Density estimates for the solutions of backward stochastic differential equations driven by Gaussian processes

TL;DR

This paper establishes bounds for the probability densities of solutions to backward stochastic differential equations driven by Gaussian processes, including fractional Brownian motion, using advanced probabilistic and PDE techniques.

Contribution

It introduces novel bounds for densities of BSDE solutions driven by fractional Brownian motion and extends Gaussian estimates to solutions driven by general Gaussian processes.

Findings

Derived non-Gaussian bounds for fractional BSDEs densities.

Obtained Gaussian bounds for solutions driven by Gaussian processes.

Connected solutions to auxiliary Brownian-driven BSDEs for estimation.

Abstract

The aim of this paper is twofold.
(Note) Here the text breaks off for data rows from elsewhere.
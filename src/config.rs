use anyhow::{Result, anyhow};
use std::env;
use tracing::{info, warn};

use crate::llm_providers::LLMProviderType;
use crate::llm_service::DEFAULT_INPUT_TOKEN_LIMIT;

// Import logging macros
use crate::{log_system_event, log_validation};

const PLACEHOLDER_API_KEY: &str = "your-api-key";

/// Complete application configuration loaded from environment variables
#[derive(Debug, Clone)]
pub struct Config {
    pub llm: LLMConfig,
    pub server: ServerConfig,
    pub logging: LoggingConfig,
}

/// Generative service configuration
#[derive(Debug, Clone)]
pub struct LLMConfig {
    pub api_key: String,
    pub base_url: Option<String>,
    pub provider: LLMProviderType,
    pub model: Option<String>,
    pub input_token_limit: u32,
    pub token_precheck: bool,
}

/// HTTP server configuration
#[derive(Debug, Clone)]
pub struct ServerConfig {
    pub port: u16,
    pub host: String,
}

/// Logging system configuration
#[derive(Debug, Clone)]
pub struct LoggingConfig {
    pub level: String,
    pub file_enabled: bool,
    pub console_enabled: bool,
    pub log_directory: String,
}

impl Config {
    /// Load configuration from environment variables. Call `dotenvy::dotenv()`
    /// first if values should come from a `.env` file.
    pub fn from_env() -> Result<Self> {
        log_system_event!(config, "Loading application configuration from environment variables");

        let config = Config {
            llm: LLMConfig::from_env()?,
            server: ServerConfig::from_env()?,
            logging: LoggingConfig::from_env(),
        };

        config.validate()?;

        log_system_event!(config, "Configuration loaded successfully");
        config.log_configuration_summary();

        Ok(config)
    }

    /// Log a summary of loaded configuration (without sensitive data)
    fn log_configuration_summary(&self) {
        info!(
            api_key_masked = %mask_sensitive_data(&self.llm.api_key),
            llm_provider = ?self.llm.provider,
            llm_model = ?self.llm.model,
            input_token_limit = self.llm.input_token_limit,
            token_precheck = self.llm.token_precheck,
            server_address = %self.server.address(),
            log_level = %self.logging.level,
            "Configuration summary"
        );
    }

    pub fn validate(&self) -> Result<()> {
        let key = self.llm.api_key.trim();
        if key.is_empty() || key == PLACEHOLDER_API_KEY {
            let error = anyhow!("GEMINI_API_KEY is missing or still set to a placeholder");
            log_validation!(failure, "configuration", error = error);
            return Err(error);
        }

        if self.llm.input_token_limit == 0 {
            return Err(anyhow!("LLM_INPUT_TOKEN_LIMIT must be greater than 0"));
        }

        if self.server.port == 0 {
            return Err(anyhow!("Server port must be greater than 0"));
        }

        if !self.logging.file_enabled && !self.logging.console_enabled {
            warn!("Both console and file logging are disabled");
        }

        log_validation!(success, "configuration", "Configuration validation completed successfully");
        Ok(())
    }
}

impl LLMConfig {
    fn from_env() -> Result<Self> {
        let api_key = non_blank_env("GEMINI_API_KEY")
            .or_else(|| non_blank_env("LLM_API_KEY"))
            .unwrap_or_default();

        let base_url = env::var("LLM_BASE_URL").ok().filter(|url| !url.trim().is_empty());

        let provider_str = env::var("LLM_PROVIDER").unwrap_or_else(|_| "gemini".to_string());
        let provider = LLMProviderType::parse(&provider_str).unwrap_or_else(|| {
            info!("Unknown LLM provider '{}', defaulting to Gemini", provider_str);
            LLMProviderType::Gemini
        });

        let model = env::var("LLM_MODEL").ok().filter(|model| !model.trim().is_empty());

        let input_token_limit = match env::var("LLM_INPUT_TOKEN_LIMIT") {
            Ok(value) => value.trim().parse::<u32>().map_err(|_| {
                anyhow!("Invalid LLM_INPUT_TOKEN_LIMIT value: '{}'. Must be a positive integer", value)
            })?,
            Err(_) => DEFAULT_INPUT_TOKEN_LIMIT,
        };

        let token_precheck = parse_bool_env("LLM_TOKEN_PRECHECK", true);

        Ok(LLMConfig {
            api_key,
            base_url,
            provider,
            model,
            input_token_limit,
            token_precheck,
        })
    }
}

impl ServerConfig {
    fn from_env() -> Result<Self> {
        let port_str = env::var("PORT").unwrap_or_else(|_| "5000".to_string());

        let port = port_str.parse::<u16>().map_err(|_| {
            anyhow!("Invalid PORT value: '{}'. Must be a number between 1-65535", port_str)
        })?;

        let host = env::var("HOST").unwrap_or_else(|_| "0.0.0.0".to_string());

        Ok(ServerConfig { port, host })
    }

    pub fn address(&self) -> String {
        format!("{}:{}", self.host, self.port)
    }
}

impl LoggingConfig {
    pub fn from_env() -> Self {
        LoggingConfig {
            level: env::var("RUST_LOG").unwrap_or_else(|_| "info,flashcards_ai=debug".to_string()),
            file_enabled: parse_bool_env("LOG_FILE_ENABLED", true),
            console_enabled: parse_bool_env("LOG_CONSOLE_ENABLED", true),
            log_directory: env::var("LOG_DIRECTORY").unwrap_or_else(|_| "logs".to_string()),
        }
    }
}

fn non_blank_env(name: &str) -> Option<String> {
    env::var(name).ok().filter(|value| !value.trim().is_empty())
}

fn parse_bool_env(name: &str, default: bool) -> bool {
    env::var(name)
        .ok()
        .and_then(|value| value.trim().to_lowercase().parse::<bool>().ok())
        .unwrap_or(default)
}

/// Mask sensitive data in configuration for safe logging
fn mask_sensitive_data(data: &str) -> String {
    let chars: Vec<char> = data.chars().collect();
    if chars.len() <= 8 {
        "*".repeat(chars.len())
    } else {
        let head: String = chars[..4].iter().collect();
        let tail: String = chars[chars.len() - 4..].iter().collect();
        format!("{}***{}", head, tail)
    }
}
Firstly, we derive upper and lower non-Gaussian bounds for the densities of the marginal laws of the solutions to backward stochastic differential equations (BSDEs) driven by fractional Brownian motions. Our arguments consist of utilising a relationship between fractional BSDEs and quasilinear partial differential equations of mixed type, together with the profound Nourdin-Viens formula. In the linear case, upper and lower Gaussian bounds for the densities and the tail probabilities of solutions are obtained with simple arguments by their explicit expressions in terms of the quasi-conditional expectation. Secondly, we are concerned with Gaussian estimates for the densities of a BSDE driven by a Gaussian process in the manner that the solution can be established via an auxiliary BSDE driven by a Brownian motion. Using the transfer theorem we succeed in deriving Gaussian estimates for the solutions.